A major motivation for using an already standardized, globally available
protocol like tcp/ip is the ease of deployment and the level of
interoperability possible. In a heterogeneous global environment, this is
likely to be a more important issue than the performance benefit we get
out of custom-made protocols, considering the ever increasing network
bandwidth and processor speed.

7 )
Pro IP:

- use of naming and addressing (no need to develop another naming
and addressing system). In the case of NAD's where potentialy every device
is on the net, naming and addressing is an important part of the system.
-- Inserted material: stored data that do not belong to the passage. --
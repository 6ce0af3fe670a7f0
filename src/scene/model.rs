use std::fs::File;
use std::io::BufReader;
use std::path::Path;

use crate::foundation::core::{Length, Vh};
use crate::foundation::error::{ScrollyteError, ScrollyteResult};
use crate::schema::validate::{SchemaReport, validate_schema};
use crate::timing::calculus::check_declared_height;
use crate::timing::constants::TimingConstants;

#[derive(Clone, Debug, PartialEq, serde::Serialize, serde::Deserialize)]
/// A complete scroll story: an ordered list of fullscreen sections.
///
/// A scene is a pure data model that can be:
/// - built programmatically (see [`crate::SceneBuilder`])
/// - loaded from JSON via [`Scene::from_path`] / [`Scene::from_reader`]
///
/// Loading validates the raw JSON first so every structural defect is reported at once.
pub struct Scene {
    /// Sections in scroll order.
    pub sections: Vec<Section>,
}

#[derive(Clone, Debug, PartialEq, serde::Serialize, serde::Deserialize)]
/// One fullscreen panel with a focal text zone and decorative layers.
pub struct Section {
    /// Unique, non-empty identifier; also the visual state store key.
    pub id: String,
    /// Focal text rendered at [`crate::FOCAL_DEPTH`].
    pub focal: FocalConfig,
    /// Decorative layers in declaration order.
    pub layers: Vec<Layer>,
    /// Sequenced cards revealed one after another while the section is held.
    #[serde(default, skip_serializing_if = "Vec::is_empty")]
    pub cards: Vec<Card>,
    /// Scroll geometry.
    #[serde(default)]
    pub scroll: ScrollConfig,
}

impl Section {
    /// Number of sequenced cards.
    pub fn card_count(&self) -> usize {
        self.cards.len()
    }
}

#[derive(Clone, Debug, PartialEq, serde::Serialize, serde::Deserialize)]
/// Headline text pinned to the viewport center.
pub struct FocalConfig {
    /// Text content; `\n` starts a new line.
    pub text: String,
    /// Horizontal text alignment.
    #[serde(default)]
    pub align: FocalAlign,
    /// Font-size override: a length (`48px`, `3rem`) or `clamp(min, preferred, max)`.
    #[serde(default, skip_serializing_if = "Option::is_none")]
    pub font_size: Option<String>,
}

impl FocalConfig {
    /// Number of rendered lines before wrapping (explicit line breaks + 1).
    pub fn line_count(&self) -> usize {
        self.text.matches('\n').count() + 1
    }
}

#[derive(Clone, Copy, Debug, Default, PartialEq, Eq, serde::Serialize, serde::Deserialize)]
#[serde(rename_all = "snake_case")]
/// Horizontal alignment of the focal text.
pub enum FocalAlign {
    /// Centered (default).
    #[default]
    Center,
    /// Left aligned.
    Left,
    /// Right aligned.
    Right,
}

#[derive(Clone, Debug, PartialEq, serde::Serialize, serde::Deserialize)]
/// A sequenced content element inside a section.
pub struct Card {
    /// Card text.
    pub text: String,
}

#[derive(Clone, Debug, PartialEq, serde::Serialize, serde::Deserialize)]
#[serde(tag = "type", rename_all = "snake_case")]
/// A decorative layer painted beneath the focal zone.
pub enum Layer {
    /// Full-bleed fill.
    Background(BackgroundLayer),
    /// Positioned raster/vector image.
    Image(ImageLayer),
    /// Widget drawn by a registered custom renderer.
    Custom(CustomLayer),
}

impl Layer {
    /// Paint depth; always within `[0, 50]` for a validated scene.
    pub fn depth(&self) -> i32 {
        match self {
            Self::Background(l) => l.depth,
            Self::Image(l) => l.depth,
            Self::Custom(l) => l.depth,
        }
    }

    /// Short variant name used in diagnostics.
    pub fn kind_name(&self) -> &'static str {
        match self {
            Self::Background(_) => "background",
            Self::Image(_) => "image",
            Self::Custom(_) => "custom",
        }
    }
}

#[derive(Clone, Debug, PartialEq, serde::Serialize, serde::Deserialize)]
/// Background fill layer.
pub struct BackgroundLayer {
    /// Paint depth in `[0, 50]`.
    pub depth: i32,
    /// Color or gradient handed to the renderer verbatim.
    #[serde(default, skip_serializing_if = "Option::is_none")]
    pub fill: Option<String>,
}

#[derive(Clone, Debug, PartialEq, serde::Serialize, serde::Deserialize)]
/// Image layer, optionally pinned with edge offsets.
pub struct ImageLayer {
    /// Paint depth in `[0, 50]`.
    pub depth: i32,
    /// Image source reference.
    pub src: String,
    /// Edge offsets; layers without a position are not overlap-checked.
    #[serde(default, skip_serializing_if = "Option::is_none")]
    pub position: Option<EdgeOffsets>,
    /// Optional explicit size.
    #[serde(default, skip_serializing_if = "Option::is_none")]
    pub size: Option<LayerSize>,
}

#[derive(Clone, Copy, Debug, Default, PartialEq, serde::Serialize, serde::Deserialize)]
/// Edge offsets relative to the viewport.
pub struct EdgeOffsets {
    /// Offset from the top edge.
    #[serde(default, skip_serializing_if = "Option::is_none")]
    pub top: Option<Length>,
    /// Offset from the right edge.
    #[serde(default, skip_serializing_if = "Option::is_none")]
    pub right: Option<Length>,
    /// Offset from the bottom edge.
    #[serde(default, skip_serializing_if = "Option::is_none")]
    pub bottom: Option<Length>,
    /// Offset from the left edge.
    #[serde(default, skip_serializing_if = "Option::is_none")]
    pub left: Option<Length>,
}

#[derive(Clone, Copy, Debug, Default, PartialEq, serde::Serialize, serde::Deserialize)]
/// Declared layer size.
pub struct LayerSize {
    /// Width (percentages refer to viewport width).
    #[serde(default, skip_serializing_if = "Option::is_none")]
    pub width: Option<Length>,
    /// Height (percentages refer to viewport height).
    #[serde(default, skip_serializing_if = "Option::is_none")]
    pub height: Option<Length>,
}

#[derive(Clone, Debug, PartialEq, serde::Serialize, serde::Deserialize)]
/// Layer drawn by a custom renderer; never geometrically overlap-checked.
pub struct CustomLayer {
    /// Paint depth in `[0, 50]`.
    pub depth: i32,
    /// Renderer that draws this layer.
    pub renderer: CustomRenderer,
    /// Renderer-specific configuration, passed through untouched.
    #[serde(default, skip_serializing_if = "serde_json::Value::is_null")]
    pub config: serde_json::Value,
}

#[derive(Clone, Copy, Debug, PartialEq, Eq, Hash, serde::Serialize, serde::Deserialize)]
#[serde(rename_all = "snake_case")]
/// Closed set of custom renderers the renderer dispatch knows how to draw.
pub enum CustomRenderer {
    /// Drifting particle field.
    ParticleField,
    /// Animated gradient mesh.
    GradientMesh,
    /// Parallax starfield.
    Starfield,
    /// Audio-style waveform strip.
    Waveform,
}

impl CustomRenderer {
    /// Every known renderer.
    pub const ALL: [CustomRenderer; 4] = [
        Self::ParticleField,
        Self::GradientMesh,
        Self::Starfield,
        Self::Waveform,
    ];

    /// Stable key used in scene JSON.
    pub fn key(self) -> &'static str {
        match self {
            Self::ParticleField => "particle_field",
            Self::GradientMesh => "gradient_mesh",
            Self::Starfield => "starfield",
            Self::Waveform => "waveform",
        }
    }

    /// Look up a renderer by its JSON key.
    pub fn from_key(key: &str) -> Option<Self> {
        Self::ALL.into_iter().find(|r| r.key() == key)
    }
}

#[derive(Clone, Copy, Debug, Default, PartialEq, serde::Serialize, serde::Deserialize)]
/// Scroll geometry of a section.
pub struct ScrollConfig {
    /// Total scroll height in vh; derived by [`Scene::resolve_scroll_heights`] when absent.
    #[serde(default, skip_serializing_if = "Option::is_none")]
    pub height_vh: Option<u32>,
    /// Fade zone as a fraction of viewport height, for [`ZoneSource::Proportional`].
    #[serde(default, skip_serializing_if = "Option::is_none")]
    pub fade_zone: Option<f64>,
    /// Where the hold/fade zones come from.
    #[serde(default)]
    pub zones: ZoneSource,
}

#[derive(Clone, Copy, Debug, Default, PartialEq, serde::Serialize, serde::Deserialize)]
#[serde(tag = "kind", rename_all = "snake_case")]
/// Source of a section's hold and fade zones.
pub enum ZoneSource {
    /// Derived from reading time and card count by the timing calculus.
    #[default]
    Calculated,
    /// Fade zone is a viewport fraction; hold zone is a fixed share of it.
    Proportional,
    /// Section-specific override; must keep `hold < fade`.
    Fixed {
        /// Hold zone.
        hold: Vh,
        /// Fade zone.
        fade: Vh,
    },
}

impl Scene {
    /// Parse and validate a scene from a JSON reader.
    pub fn from_reader<R: std::io::Read>(r: R) -> ScrollyteResult<Self> {
        let value: serde_json::Value = serde_json::from_reader(r)
            .map_err(|e| ScrollyteError::serde(format!("parse scene JSON: {e}")))?;
        Self::from_value(value)
    }

    /// Parse and validate a scene from a JSON string.
    pub fn from_json_str(s: &str) -> ScrollyteResult<Self> {
        let value: serde_json::Value = serde_json::from_str(s)
            .map_err(|e| ScrollyteError::serde(format!("parse scene JSON: {e}")))?;
        Self::from_value(value)
    }

    /// Parse and validate a scene from a JSON file on disk.
    pub fn from_path(path: impl AsRef<Path>) -> ScrollyteResult<Self> {
        let path = path.as_ref();
        let f = File::open(path).map_err(|e| {
            ScrollyteError::validation(format!("open scene JSON '{}': {e}", path.display()))
        })?;
        Self::from_reader(BufReader::new(f))
    }

    /// Validate raw JSON, then deserialize it.
    pub fn from_value(value: serde_json::Value) -> ScrollyteResult<Self> {
        validate_schema(&value).into_result()?;
        serde_json::from_value(value)
            .map_err(|e| ScrollyteError::serde(format!("decode scene: {e}")))
    }

    /// Run the schema validator over this scene.
    pub fn schema_report(&self) -> ScrollyteResult<SchemaReport> {
        let value = serde_json::to_value(self)
            .map_err(|e| ScrollyteError::serde(format!("encode scene: {e}")))?;
        Ok(validate_schema(&value))
    }

    /// Validate scene invariants; the error lists every defect found.
    pub fn validate(&self) -> ScrollyteResult<()> {
        self.schema_report()?.into_result()
    }

    /// Look up a section by id.
    pub fn section(&self, id: &str) -> Option<&Section> {
        self.sections.iter().find(|s| s.id == id)
    }

    /// Write derived scroll heights into every section that doesn't declare one.
    ///
    /// Declared heights are kept but must still cover the section's fade zone.
    ///
    /// `default_fraction` feeds proportional zones without their own `fade_zone`.
    pub fn resolve_scroll_heights(
        &mut self,
        timing: &TimingConstants,
        default_fraction: f64,
    ) -> ScrollyteResult<()> {
        let last = self.sections.len().saturating_sub(1);
        for (i, section) in self.sections.iter_mut().enumerate() {
            let (_, fade) =
                timing.zone_bounds_vh(&section.scroll, section.card_count(), default_fraction)?;
            if let Some(height) = section.scroll.height_vh {
                check_declared_height(height, fade).map_err(|e| {
                    ScrollyteError::validation(format!("section '{}': {e}", section.id))
                })?;
                continue;
            }
            let height = timing.section_scroll_height(section.card_count(), i == last, fade);
            tracing::debug!(section = %section.id, height_vh = height, "derived scroll height");
            section.scroll.height_vh = Some(height);
        }
        Ok(())
    }
}

#[cfg(test)]
#[path = "../../tests/unit/scene/model.rs"]
mod tests;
- it is not inconceivable that a well-tuned transport protocol on
top of IP will yield good performance. IP does not restrict the type of
transport protocol to be used on top. From the system development point of
view, even before development of such a performant transport layer is
finished, UDP and TCP might be used instead and other parts of the distributed
system that use NAD's will be able to develop in paralel, without waiting
for testing/debugging of the tuned layer.

Not IP (5 / 12 votes)

1 )
IP provides advantages like scalability and wide availability at the cost
of performance and complexity. So, if scalability is important IP would be
a better choice.

In this network attached storage systems, I dont think, scalability will
be a major issue - and if IP is chosen, one of the fundamental objectives
of network-attached-storage-systems, to improve performance would be
compromised. So my vote is for "NOT IP" - rather, my vote is NOT for IP.

2 )
Not IP. Or at least not SCSI over IP. Obviously people want and need to have
their storage available on the network, but we don't need to have everything
go over the network. From the VISA paper, the only way they can keep up with
a SCSI disk is to soak the CPU - that's fine if you need to have that data on
the network. Secondly, why emulate SCSI? If you move up a layer you can avoid
all of the SCSI goo (though maybe just writing a general purpose block driver
is hard on SunOS...) - or you could go one higher and write a filesystem, and
have a bit better knowledge of what's going on (and of course have to write
all your own filesystem goo)

Bottom line: It takes a lot of CPU resources to get the same performance from
software as an already-existing and working piece of common hardware, and the
VISA paper doesn't make many claims as to what new features they get by putting
the disk farther down the wire. So I say forget it.

3 )
Not IP, because it is too slow.

In a LAN, it seems reasonable to use a specialized protocol because many of the
IP benefits are not needed.

4 )
I vote No IP.

The IP suite is a fairly mature protocol and thus, I don't expect to see
the performance improvements that would be needed to make it a reasonable
alternative for disk interfaces. Further, I think the WAN capabilities of
TCP/UDP/IP are wasted on this application. Even if, for some reason you
wanted a disk array spread all over the planet, the security concerns of
putting a SCSI interface on the Internet are disturbing.

5 )
My vote: NOT IP SCSI.

My biggest problem with this paper is one that was brought up in class:
the paper does not compare the right things. Their stated goal was to
run VISA at a performance close to native, local SCSI (something like
80%). Their are numerous advantages to locating storage componts away
from the system, and most users can justify the cost of distirbuted file
systems. I would have much rather seen VISTA's performance compared to
something like AFS or NFS, where someone has decided that the benefits
of non-local storage outweigh the disadvantages, and want a system that
would provide the least slowdown compared to a local solution.
Additionally, it seems that one of the main advantages of attaching
disks directly to the network is that they are not bound to a machine
and can be shared among multiple clients. But this seems difficult
because each computer would still have its own local file system and
would need knowledge of the other client's filesystems in order to
access the appropriate blocks. In a traditional distributed FS, the
server attached to the disks allows the clients to use an abstract
(perhaps object based) interface that the server would translate to
specific block requests. Allowing clients to use this simpler interface
reduces complexity and possibly network bandwidth (i.e. issue request to
retrieve file rather than issue SCSI requests to gather all the
fragmented blocks in the file).